[What you have to do] Lines holding the word "Conflict" must be located in the listing below and copied.
════════════════
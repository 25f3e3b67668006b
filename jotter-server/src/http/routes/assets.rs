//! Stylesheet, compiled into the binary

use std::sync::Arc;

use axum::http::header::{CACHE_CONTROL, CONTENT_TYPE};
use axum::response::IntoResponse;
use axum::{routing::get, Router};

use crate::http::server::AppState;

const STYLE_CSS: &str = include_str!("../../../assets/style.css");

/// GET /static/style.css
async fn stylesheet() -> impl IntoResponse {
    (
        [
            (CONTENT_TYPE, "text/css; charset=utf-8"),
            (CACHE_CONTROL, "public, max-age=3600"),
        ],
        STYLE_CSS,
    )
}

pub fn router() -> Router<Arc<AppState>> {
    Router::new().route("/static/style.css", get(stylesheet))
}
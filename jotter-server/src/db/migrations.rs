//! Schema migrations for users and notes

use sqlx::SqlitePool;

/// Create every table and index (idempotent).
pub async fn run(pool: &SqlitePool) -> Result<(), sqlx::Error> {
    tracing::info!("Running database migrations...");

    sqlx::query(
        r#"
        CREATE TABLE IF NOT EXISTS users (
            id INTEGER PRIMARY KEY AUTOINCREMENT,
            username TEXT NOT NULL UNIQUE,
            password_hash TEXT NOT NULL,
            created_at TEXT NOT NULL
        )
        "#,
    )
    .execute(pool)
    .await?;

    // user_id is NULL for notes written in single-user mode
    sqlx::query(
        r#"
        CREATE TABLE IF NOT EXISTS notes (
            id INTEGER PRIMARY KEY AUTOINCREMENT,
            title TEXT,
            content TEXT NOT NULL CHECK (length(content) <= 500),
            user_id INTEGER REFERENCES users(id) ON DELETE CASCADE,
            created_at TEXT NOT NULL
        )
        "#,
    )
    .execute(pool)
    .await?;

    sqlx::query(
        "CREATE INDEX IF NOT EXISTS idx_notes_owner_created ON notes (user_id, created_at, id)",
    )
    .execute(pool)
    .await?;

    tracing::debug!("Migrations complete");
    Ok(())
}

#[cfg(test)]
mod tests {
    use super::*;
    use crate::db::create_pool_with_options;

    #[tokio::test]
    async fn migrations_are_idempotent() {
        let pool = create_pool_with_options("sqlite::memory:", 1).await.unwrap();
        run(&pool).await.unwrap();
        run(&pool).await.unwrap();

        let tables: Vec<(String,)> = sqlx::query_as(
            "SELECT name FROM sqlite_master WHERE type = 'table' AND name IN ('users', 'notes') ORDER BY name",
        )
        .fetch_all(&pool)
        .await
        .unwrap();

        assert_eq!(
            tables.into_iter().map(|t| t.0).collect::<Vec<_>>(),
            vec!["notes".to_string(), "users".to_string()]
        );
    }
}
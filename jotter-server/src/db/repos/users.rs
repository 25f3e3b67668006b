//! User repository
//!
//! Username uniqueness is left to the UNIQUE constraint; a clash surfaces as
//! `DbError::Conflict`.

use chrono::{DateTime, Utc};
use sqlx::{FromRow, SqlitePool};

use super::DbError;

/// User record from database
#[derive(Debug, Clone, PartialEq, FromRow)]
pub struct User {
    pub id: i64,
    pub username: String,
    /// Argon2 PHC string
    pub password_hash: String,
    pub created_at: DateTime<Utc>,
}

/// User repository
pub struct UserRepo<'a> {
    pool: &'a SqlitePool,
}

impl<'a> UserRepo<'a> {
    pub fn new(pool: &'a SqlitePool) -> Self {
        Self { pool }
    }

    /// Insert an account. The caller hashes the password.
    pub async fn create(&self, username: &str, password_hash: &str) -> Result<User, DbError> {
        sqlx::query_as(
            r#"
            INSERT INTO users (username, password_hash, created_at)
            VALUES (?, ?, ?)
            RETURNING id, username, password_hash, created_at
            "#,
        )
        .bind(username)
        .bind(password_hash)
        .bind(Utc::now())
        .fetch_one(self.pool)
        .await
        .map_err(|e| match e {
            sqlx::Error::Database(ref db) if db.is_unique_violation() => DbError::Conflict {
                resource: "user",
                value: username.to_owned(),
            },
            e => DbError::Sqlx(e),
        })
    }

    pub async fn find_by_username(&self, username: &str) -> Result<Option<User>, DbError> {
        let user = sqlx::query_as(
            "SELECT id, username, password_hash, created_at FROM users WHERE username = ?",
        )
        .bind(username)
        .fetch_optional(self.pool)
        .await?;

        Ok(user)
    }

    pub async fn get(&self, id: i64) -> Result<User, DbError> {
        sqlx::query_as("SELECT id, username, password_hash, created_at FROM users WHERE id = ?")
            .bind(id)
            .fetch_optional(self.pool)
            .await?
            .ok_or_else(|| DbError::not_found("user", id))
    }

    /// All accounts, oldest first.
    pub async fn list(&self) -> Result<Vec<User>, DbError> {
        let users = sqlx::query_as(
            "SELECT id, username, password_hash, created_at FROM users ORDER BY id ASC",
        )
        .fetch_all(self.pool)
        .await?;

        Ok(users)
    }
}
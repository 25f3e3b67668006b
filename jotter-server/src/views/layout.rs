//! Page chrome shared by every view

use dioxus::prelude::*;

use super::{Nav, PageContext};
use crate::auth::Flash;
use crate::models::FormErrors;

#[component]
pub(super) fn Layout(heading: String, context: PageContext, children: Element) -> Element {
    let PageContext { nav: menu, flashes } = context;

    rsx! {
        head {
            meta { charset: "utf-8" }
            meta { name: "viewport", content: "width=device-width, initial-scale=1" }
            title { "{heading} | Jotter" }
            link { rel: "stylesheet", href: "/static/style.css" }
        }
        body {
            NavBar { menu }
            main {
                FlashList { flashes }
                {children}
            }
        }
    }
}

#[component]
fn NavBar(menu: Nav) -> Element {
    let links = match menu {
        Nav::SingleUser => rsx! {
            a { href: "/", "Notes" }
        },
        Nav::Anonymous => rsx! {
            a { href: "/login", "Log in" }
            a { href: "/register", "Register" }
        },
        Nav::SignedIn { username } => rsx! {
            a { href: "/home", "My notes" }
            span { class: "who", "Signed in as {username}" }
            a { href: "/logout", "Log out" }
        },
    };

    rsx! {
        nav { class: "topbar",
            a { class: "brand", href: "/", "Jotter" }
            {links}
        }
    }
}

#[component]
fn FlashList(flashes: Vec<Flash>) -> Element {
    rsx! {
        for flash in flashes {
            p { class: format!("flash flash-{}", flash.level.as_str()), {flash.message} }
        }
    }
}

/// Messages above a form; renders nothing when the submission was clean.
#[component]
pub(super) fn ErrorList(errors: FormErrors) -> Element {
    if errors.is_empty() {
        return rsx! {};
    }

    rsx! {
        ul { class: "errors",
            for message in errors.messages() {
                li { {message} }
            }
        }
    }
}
════════════════
[Written response]
//! `DbError::Conflict`.
            sqlx::Error::Database(ref db) if db.is_unique_violation() => DbError::Conflict {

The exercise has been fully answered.